**Your goal:** The line with "one new address", the line with "pub struct ReconcileConfig", and all lines between them in the material below: return these exactly, and no others.

○ ○ ○ ○

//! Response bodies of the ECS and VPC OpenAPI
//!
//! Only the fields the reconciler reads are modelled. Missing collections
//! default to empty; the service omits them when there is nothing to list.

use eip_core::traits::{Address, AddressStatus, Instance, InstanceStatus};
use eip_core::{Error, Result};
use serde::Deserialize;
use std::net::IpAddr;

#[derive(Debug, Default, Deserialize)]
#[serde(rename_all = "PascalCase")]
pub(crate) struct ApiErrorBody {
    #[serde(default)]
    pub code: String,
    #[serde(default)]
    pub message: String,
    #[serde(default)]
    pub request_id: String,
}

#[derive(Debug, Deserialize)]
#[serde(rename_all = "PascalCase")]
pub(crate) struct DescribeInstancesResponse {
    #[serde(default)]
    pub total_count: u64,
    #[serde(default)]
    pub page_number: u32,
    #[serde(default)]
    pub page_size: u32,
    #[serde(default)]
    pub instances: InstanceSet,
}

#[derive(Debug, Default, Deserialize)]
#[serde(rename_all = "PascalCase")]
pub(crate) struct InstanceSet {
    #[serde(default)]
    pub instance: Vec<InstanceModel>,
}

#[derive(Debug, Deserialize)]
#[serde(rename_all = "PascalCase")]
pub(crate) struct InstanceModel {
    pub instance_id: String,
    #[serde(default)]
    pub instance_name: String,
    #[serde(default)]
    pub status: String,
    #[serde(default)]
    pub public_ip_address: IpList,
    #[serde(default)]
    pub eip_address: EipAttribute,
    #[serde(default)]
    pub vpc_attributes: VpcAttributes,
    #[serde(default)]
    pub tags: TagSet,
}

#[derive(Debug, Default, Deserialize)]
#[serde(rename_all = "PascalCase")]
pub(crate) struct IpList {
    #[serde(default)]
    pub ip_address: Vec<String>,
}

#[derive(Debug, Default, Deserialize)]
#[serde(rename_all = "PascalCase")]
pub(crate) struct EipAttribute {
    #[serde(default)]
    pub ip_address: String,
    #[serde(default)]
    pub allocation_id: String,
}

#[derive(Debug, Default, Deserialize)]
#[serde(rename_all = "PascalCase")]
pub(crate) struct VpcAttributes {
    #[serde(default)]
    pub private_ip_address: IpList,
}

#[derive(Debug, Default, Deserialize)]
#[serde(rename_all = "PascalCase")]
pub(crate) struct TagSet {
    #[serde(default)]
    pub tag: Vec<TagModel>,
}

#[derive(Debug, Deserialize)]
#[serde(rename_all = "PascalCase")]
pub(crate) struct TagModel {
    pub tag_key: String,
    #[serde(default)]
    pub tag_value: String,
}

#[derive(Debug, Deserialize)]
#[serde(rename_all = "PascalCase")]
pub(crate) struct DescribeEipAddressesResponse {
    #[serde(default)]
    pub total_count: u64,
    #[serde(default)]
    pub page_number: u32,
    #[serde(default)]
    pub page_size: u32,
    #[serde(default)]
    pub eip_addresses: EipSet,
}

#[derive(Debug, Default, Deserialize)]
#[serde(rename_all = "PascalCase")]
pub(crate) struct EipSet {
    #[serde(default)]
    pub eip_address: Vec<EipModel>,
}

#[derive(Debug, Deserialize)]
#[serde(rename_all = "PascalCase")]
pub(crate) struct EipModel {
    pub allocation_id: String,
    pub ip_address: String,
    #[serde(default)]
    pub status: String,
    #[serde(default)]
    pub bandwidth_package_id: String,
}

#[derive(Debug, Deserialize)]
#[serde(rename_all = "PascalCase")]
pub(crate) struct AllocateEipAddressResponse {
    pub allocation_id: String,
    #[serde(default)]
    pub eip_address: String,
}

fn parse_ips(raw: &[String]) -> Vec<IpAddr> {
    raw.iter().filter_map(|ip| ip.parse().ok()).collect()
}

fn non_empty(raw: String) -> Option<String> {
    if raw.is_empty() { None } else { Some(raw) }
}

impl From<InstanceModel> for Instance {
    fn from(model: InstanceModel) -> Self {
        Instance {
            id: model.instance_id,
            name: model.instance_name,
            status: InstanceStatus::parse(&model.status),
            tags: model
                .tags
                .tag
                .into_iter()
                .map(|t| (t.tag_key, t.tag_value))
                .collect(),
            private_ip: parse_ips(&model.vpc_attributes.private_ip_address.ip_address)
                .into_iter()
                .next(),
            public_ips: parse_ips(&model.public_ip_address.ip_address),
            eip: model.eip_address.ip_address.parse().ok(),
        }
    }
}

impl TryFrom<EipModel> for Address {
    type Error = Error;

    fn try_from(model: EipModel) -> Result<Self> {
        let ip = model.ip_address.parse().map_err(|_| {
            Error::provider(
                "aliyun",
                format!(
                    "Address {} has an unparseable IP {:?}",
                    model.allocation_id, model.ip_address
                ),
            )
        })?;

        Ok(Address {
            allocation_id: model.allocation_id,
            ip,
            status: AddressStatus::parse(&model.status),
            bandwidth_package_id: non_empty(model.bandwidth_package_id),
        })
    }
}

○ ○ ○ ○

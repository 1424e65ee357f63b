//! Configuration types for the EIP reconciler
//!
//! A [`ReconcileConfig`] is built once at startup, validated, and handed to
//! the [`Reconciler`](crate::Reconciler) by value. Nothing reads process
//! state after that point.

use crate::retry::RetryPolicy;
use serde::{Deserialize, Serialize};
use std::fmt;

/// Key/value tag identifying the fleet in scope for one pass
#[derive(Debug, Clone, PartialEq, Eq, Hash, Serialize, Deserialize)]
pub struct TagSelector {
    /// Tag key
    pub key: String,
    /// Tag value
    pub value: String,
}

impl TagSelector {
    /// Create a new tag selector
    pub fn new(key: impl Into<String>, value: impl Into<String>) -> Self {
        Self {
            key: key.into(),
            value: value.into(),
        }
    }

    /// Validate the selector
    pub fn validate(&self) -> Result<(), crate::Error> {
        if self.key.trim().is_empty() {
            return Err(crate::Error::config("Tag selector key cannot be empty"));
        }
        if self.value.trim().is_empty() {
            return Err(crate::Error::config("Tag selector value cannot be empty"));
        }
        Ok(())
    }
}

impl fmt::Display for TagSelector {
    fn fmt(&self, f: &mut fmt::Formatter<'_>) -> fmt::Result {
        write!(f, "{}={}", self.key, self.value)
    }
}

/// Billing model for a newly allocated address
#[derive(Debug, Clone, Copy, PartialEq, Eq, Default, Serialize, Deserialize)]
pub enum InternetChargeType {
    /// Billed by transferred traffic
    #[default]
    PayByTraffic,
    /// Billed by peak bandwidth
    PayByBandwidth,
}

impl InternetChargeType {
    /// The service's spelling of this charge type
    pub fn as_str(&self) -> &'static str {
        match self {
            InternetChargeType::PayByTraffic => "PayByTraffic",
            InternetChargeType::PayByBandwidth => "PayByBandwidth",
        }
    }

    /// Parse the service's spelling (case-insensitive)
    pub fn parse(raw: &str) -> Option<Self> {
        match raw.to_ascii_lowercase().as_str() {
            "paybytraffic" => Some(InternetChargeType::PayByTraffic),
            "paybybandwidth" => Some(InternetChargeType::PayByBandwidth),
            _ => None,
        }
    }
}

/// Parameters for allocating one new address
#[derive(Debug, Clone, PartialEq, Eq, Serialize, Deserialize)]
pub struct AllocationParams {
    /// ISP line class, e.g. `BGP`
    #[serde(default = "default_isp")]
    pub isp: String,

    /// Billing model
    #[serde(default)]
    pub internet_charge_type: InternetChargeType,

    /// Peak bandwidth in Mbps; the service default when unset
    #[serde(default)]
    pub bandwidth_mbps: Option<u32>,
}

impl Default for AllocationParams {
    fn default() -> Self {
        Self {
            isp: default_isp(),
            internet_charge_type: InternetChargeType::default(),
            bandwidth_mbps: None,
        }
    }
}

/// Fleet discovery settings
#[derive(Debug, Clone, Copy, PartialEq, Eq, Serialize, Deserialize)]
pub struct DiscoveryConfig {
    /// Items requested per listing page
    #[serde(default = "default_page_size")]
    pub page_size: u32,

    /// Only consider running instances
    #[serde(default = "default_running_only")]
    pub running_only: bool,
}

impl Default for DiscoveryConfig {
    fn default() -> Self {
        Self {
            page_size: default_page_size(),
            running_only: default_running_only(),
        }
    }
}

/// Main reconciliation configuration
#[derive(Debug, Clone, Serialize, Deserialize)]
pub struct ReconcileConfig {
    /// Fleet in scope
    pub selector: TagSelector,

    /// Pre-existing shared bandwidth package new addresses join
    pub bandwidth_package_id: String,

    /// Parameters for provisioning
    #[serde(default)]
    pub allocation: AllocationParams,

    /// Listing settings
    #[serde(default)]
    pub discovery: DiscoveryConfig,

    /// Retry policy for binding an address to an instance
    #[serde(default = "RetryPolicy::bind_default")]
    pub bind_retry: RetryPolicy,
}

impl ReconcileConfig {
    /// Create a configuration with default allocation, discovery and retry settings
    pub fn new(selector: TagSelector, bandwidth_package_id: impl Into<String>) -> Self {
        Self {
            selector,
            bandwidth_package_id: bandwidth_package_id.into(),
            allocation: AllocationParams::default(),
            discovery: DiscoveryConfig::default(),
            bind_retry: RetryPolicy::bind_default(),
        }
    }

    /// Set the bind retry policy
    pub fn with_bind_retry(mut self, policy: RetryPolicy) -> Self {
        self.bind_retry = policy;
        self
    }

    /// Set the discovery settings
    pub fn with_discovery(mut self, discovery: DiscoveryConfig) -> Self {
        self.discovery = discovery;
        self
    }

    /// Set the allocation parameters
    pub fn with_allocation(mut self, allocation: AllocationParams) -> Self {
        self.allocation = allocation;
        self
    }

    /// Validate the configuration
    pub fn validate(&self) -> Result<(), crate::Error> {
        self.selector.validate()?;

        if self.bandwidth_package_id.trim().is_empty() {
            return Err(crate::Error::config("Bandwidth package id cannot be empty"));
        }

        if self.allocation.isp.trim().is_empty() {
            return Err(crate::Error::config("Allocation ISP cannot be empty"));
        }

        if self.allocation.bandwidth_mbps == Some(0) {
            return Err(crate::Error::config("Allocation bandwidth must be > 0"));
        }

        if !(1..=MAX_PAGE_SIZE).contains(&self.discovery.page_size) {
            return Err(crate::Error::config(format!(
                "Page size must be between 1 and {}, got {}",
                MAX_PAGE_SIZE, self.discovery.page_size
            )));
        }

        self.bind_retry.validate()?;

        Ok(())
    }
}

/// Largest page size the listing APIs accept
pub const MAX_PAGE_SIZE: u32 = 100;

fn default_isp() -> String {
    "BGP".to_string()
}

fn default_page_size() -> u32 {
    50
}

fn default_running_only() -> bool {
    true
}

○ ○ ○ ○

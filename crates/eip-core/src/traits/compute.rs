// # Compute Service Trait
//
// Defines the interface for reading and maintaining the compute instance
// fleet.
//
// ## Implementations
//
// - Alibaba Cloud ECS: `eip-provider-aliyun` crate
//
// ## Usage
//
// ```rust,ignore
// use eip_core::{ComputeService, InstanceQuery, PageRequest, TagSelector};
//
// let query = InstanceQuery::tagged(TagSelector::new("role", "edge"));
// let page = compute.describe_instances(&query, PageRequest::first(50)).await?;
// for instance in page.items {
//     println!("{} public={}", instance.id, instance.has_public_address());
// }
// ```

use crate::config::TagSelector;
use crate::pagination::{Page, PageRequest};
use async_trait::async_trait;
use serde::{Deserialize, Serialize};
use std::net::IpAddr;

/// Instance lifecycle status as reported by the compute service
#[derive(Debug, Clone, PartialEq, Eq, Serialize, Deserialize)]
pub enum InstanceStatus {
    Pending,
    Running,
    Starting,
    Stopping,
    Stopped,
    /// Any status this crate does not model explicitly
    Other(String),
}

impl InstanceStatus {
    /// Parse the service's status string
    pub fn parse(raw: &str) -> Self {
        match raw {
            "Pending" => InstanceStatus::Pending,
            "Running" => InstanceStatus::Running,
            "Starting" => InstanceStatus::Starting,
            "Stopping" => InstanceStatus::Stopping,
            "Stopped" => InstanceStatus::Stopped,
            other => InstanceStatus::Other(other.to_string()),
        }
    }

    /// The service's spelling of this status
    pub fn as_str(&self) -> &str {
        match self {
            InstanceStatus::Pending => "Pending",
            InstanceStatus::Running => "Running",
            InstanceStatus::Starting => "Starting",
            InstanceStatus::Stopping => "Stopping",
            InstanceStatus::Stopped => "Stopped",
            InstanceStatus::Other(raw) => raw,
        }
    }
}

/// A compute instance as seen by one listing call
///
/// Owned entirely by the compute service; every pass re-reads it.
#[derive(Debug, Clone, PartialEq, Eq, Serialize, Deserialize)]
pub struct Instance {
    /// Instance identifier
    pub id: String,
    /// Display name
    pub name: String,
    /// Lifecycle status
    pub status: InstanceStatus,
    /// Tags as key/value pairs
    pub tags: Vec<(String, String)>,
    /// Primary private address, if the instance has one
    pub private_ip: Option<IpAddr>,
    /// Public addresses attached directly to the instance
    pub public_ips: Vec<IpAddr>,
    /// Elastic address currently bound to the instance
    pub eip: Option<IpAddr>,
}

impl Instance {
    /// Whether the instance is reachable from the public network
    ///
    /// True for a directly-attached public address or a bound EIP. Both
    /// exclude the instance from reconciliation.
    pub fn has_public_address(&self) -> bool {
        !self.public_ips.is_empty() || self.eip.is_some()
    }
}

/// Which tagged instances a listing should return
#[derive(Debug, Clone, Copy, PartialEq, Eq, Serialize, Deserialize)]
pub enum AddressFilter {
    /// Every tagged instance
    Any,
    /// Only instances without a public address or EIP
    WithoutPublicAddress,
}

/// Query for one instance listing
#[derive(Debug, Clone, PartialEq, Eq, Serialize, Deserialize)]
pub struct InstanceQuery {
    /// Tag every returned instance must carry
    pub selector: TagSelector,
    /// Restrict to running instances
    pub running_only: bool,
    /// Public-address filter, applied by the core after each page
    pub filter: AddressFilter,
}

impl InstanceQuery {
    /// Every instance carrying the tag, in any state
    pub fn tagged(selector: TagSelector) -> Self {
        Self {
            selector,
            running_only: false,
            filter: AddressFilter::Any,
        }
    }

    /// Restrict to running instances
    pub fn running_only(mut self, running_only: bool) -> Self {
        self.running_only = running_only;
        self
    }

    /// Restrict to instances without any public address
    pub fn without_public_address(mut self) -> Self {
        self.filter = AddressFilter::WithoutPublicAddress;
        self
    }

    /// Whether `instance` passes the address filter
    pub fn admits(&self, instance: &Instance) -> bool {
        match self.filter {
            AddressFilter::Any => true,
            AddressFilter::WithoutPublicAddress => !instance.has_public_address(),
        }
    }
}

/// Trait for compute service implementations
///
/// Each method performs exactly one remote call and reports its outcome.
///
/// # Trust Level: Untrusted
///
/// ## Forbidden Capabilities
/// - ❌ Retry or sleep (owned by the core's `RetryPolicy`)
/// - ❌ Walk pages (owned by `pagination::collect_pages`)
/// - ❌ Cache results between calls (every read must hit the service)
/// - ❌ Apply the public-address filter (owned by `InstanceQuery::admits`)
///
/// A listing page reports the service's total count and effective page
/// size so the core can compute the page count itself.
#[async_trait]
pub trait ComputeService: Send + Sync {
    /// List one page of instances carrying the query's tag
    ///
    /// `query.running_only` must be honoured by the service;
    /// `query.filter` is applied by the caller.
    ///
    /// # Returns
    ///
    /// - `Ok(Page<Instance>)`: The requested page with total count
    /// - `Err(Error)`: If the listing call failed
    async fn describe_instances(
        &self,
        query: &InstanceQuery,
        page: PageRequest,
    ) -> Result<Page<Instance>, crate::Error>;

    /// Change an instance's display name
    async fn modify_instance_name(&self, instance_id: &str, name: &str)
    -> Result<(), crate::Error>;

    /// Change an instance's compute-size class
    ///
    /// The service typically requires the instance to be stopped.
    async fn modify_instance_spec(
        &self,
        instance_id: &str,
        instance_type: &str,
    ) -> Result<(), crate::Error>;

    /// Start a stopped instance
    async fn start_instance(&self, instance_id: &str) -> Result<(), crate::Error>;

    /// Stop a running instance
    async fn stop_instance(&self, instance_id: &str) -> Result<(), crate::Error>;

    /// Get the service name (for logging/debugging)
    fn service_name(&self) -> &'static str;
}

○ ○ ○ ○

**Response area:**
/// Parameters for allocating one new address
#[derive(Debug, Clone, PartialEq, Eq, Serialize, Deserialize)]
pub struct AllocationParams {
    /// ISP line class, e.g. `BGP`
    #[serde(default = "default_isp")]
    pub isp: String,

    /// Billing model
    #[serde(default)]
    pub internet_charge_type: InternetChargeType,

    /// Peak bandwidth in Mbps; the service default when unset
    #[serde(default)]
    pub bandwidth_mbps: Option<u32>,
}

impl Default for AllocationParams {
    fn default() -> Self {
        Self {
            isp: default_isp(),
            internet_charge_type: InternetChargeType::default(),
            bandwidth_mbps: None,
        }
    }
}

/// Fleet discovery settings
#[derive(Debug, Clone, Copy, PartialEq, Eq, Serialize, Deserialize)]
pub struct DiscoveryConfig {
    /// Items requested per listing page
    #[serde(default = "default_page_size")]
    pub page_size: u32,

    /// Only consider running instances
    #[serde(default = "default_running_only")]
    pub running_only: bool,
}

impl Default for DiscoveryConfig {
    fn default() -> Self {
        Self {
            page_size: default_page_size(),
            running_only: default_running_only(),
        }
    }
}

/// Main reconciliation configuration
#[derive(Debug, Clone, Serialize, Deserialize)]
pub struct ReconcileConfig {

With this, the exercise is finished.